* **TASK ITEM**: Find the string "OwnedMutexGuard" in the entries and copy each line that has it.

[Stored data entries]
-------

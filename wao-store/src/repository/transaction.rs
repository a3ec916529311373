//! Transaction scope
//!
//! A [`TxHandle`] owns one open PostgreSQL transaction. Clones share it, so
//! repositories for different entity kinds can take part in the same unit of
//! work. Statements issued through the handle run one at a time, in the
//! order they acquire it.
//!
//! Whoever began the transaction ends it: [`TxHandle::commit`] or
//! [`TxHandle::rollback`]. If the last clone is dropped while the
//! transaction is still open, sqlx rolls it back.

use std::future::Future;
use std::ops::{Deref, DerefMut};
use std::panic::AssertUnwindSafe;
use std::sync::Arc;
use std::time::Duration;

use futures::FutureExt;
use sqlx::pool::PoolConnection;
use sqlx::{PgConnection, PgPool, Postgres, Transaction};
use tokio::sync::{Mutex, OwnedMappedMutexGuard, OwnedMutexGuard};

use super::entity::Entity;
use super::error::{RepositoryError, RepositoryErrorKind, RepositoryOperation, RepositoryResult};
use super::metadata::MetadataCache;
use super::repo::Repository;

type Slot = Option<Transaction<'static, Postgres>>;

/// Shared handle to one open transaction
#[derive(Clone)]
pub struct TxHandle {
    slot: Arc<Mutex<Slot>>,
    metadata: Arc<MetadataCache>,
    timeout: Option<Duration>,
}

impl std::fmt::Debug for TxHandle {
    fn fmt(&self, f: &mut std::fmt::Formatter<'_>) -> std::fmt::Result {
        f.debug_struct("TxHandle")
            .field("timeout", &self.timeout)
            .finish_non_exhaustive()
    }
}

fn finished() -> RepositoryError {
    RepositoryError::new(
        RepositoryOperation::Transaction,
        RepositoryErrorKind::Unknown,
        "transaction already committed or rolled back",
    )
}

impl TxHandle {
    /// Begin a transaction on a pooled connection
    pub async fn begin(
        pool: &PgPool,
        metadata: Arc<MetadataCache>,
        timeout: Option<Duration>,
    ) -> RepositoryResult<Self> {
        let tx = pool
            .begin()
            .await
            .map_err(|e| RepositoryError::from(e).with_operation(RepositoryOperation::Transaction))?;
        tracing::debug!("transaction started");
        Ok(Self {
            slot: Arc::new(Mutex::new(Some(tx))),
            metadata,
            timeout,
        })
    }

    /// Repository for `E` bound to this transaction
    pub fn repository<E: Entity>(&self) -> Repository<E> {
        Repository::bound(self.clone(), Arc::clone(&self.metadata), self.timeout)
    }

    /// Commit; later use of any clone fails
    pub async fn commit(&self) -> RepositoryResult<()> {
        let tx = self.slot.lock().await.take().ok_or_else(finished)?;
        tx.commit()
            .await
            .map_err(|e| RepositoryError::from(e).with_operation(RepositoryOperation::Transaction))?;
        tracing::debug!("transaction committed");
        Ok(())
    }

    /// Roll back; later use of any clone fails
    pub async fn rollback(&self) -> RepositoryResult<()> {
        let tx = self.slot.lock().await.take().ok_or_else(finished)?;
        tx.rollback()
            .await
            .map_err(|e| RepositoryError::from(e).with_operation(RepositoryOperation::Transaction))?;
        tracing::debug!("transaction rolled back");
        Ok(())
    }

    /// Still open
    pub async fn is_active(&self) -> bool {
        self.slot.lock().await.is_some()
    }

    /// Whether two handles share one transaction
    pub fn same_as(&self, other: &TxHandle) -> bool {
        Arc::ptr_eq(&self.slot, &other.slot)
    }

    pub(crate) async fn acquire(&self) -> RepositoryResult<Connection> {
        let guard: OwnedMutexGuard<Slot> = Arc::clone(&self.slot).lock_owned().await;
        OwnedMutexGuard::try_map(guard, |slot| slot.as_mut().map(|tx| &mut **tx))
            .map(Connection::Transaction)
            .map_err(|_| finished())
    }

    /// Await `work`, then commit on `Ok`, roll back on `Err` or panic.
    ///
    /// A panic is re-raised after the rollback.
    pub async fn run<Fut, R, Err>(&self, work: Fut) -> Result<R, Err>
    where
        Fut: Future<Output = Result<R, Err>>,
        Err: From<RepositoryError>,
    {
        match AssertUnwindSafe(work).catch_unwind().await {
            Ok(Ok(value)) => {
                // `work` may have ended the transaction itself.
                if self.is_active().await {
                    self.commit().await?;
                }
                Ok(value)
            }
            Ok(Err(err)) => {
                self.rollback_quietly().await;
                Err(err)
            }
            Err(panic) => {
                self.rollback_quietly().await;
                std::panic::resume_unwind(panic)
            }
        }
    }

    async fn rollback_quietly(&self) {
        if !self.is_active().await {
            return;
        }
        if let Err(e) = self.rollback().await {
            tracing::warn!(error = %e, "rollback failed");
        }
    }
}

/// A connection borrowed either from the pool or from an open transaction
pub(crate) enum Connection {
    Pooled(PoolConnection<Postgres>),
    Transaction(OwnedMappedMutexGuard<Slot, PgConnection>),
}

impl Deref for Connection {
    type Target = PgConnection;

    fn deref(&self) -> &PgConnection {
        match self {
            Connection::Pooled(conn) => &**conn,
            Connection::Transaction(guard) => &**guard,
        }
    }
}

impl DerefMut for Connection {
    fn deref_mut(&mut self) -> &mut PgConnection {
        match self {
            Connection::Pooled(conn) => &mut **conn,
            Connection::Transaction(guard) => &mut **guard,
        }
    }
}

-------

* **EXERCISE OUTPUT**:
use tokio::sync::{Mutex, OwnedMappedMutexGuard, OwnedMutexGuard};
        let guard: OwnedMutexGuard<Slot> = Arc::clone(&self.slot).lock_owned().await;
        OwnedMutexGuard::try_map(guard, |slot| slot.as_mut().map(|tx| &mut **tx))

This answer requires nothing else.